======== ENTRIES PROVIDED

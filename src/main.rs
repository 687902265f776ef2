use anyhow::{Context, Result};
use clap::Parser;
use std::path::PathBuf;
use std::sync::Arc;

use marketwire::config::Config;
use marketwire::feed::{BatchReport, FeedRegistry, HttpTransport, IngestError, Ingestor};
use marketwire::storage::SharedDatabase;

/// Get the config directory path (~/.config/marketwire/)
fn get_config_dir() -> Result<PathBuf> {
    let home = std::env::var("HOME").context("HOME environment variable not set")?;
    Ok(PathBuf::from(home).join(".config").join("marketwire"))
}

#[derive(Parser, Debug)]
#[command(
    name = "marketwire",
    about = "Fetch financial news feeds and store new items exactly once"
)]
struct Args {
    /// Source keys to fetch (see --list)
    #[arg(value_name = "SOURCE")]
    sources: Vec<String>,

    /// Fetch every registered source
    #[arg(long, conflicts_with = "sources")]
    all: bool,

    /// List registered sources and exit
    #[arg(long)]
    list: bool,

    /// SQLite database file (overrides config)
    #[arg(long, value_name = "FILE")]
    db: Option<PathBuf>,

    /// Config file (default ~/.config/marketwire/config.toml)
    #[arg(long, value_name = "FILE")]
    config: Option<PathBuf>,

    /// Print new items as JSON lines instead of titles
    #[arg(long)]
    json: bool,
}

#[tokio::main]
async fn main() -> Result<()> {
    tracing_subscriber::fmt()
        .with_env_filter(tracing_subscriber::EnvFilter::from_default_env())
        .init();

    let args = Args::parse();
    let registry = FeedRegistry::builtin();

    if args.list {
        for source in registry.sources() {
            println!("{:<14} {:<20} {}", source.key, source.id, source.name);
        }
        return Ok(());
    }

    if !args.all && args.sources.is_empty() {
        anyhow::bail!("No sources given. Pass source keys, --all, or --list to see them.");
    }

    let config_dir = get_config_dir()?;
    let config_path = args
        .config
        .clone()
        .unwrap_or_else(|| config_dir.join("config.toml"));
    let config = Config::load(&config_path)
        .with_context(|| format!("Failed to load config from {}", config_path.display()))?;

    let db_path = match args.db.clone().or_else(|| config.database_path.clone()) {
        Some(path) => path,
        None => {
            std::fs::create_dir_all(&config_dir).context("Failed to create config directory")?;
            config_dir.join("marketwire.db")
        }
    };
    let db_path_str = db_path
        .to_str()
        .ok_or_else(|| anyhow::anyhow!("Invalid UTF-8 in database path"))?;

    let store = Arc::new(SharedDatabase::new(db_path_str));
    let transport = Arc::new(
        HttpTransport::from_config(&config).context("Failed to build HTTP client")?,
    );
    let ingestor = Ingestor::new(registry, transport, Arc::clone(&store))
        .with_concurrency(config.concurrency);

    let results: Vec<(String, Result<BatchReport, IngestError>)> = if args.all {
        ingestor
            .fetch_all()
            .await
            .into_iter()
            .map(|r| (r.key, r.result))
            .collect()
    } else {
        let mut results = Vec::with_capacity(args.sources.len());
        for key in &args.sources {
            results.push((key.clone(), ingestor.fetch_report(key).await));
        }
        results
    };

    let mut failed_sources = 0;
    for (key, result) in results {
        match result {
            Ok(report) => print_report(&key, report, args.json)?,
            Err(e) => {
                failed_sources += 1;
                eprintln!("{}: {}", key, e);
            }
        }
    }

    store.close().await;

    if failed_sources > 0 {
        anyhow::bail!("{} source(s) failed", failed_sources);
    }
    Ok(())
}

fn print_report(key: &str, report: BatchReport, json: bool) -> Result<()> {
    let summary = format!(
        "{}: {} new, {} updated, {} skipped",
        key,
        report.created_count(),
        report.updated_count(),
        report.failed_count()
    );

    for item in report.into_created() {
        if json {
            println!("{}", serde_json::to_string(&item).context("Failed to encode item")?);
        } else {
            println!("[{}] {}  {}", item.source, item.title, item.link);
        }
    }
    if json {
        eprintln!("{}", summary);
    } else {
        println!("{}", summary);
    }
    Ok(())
}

================

ASSIGNED TASK
Which lines above contain the word "IngestError"? List them.

WRITTEN RESPONSE
use marketwire::feed::{BatchReport, FeedRegistry, HttpTransport, IngestError, Ingestor};
    let results: Vec<(String, Result<BatchReport, IngestError>)> = if args.all {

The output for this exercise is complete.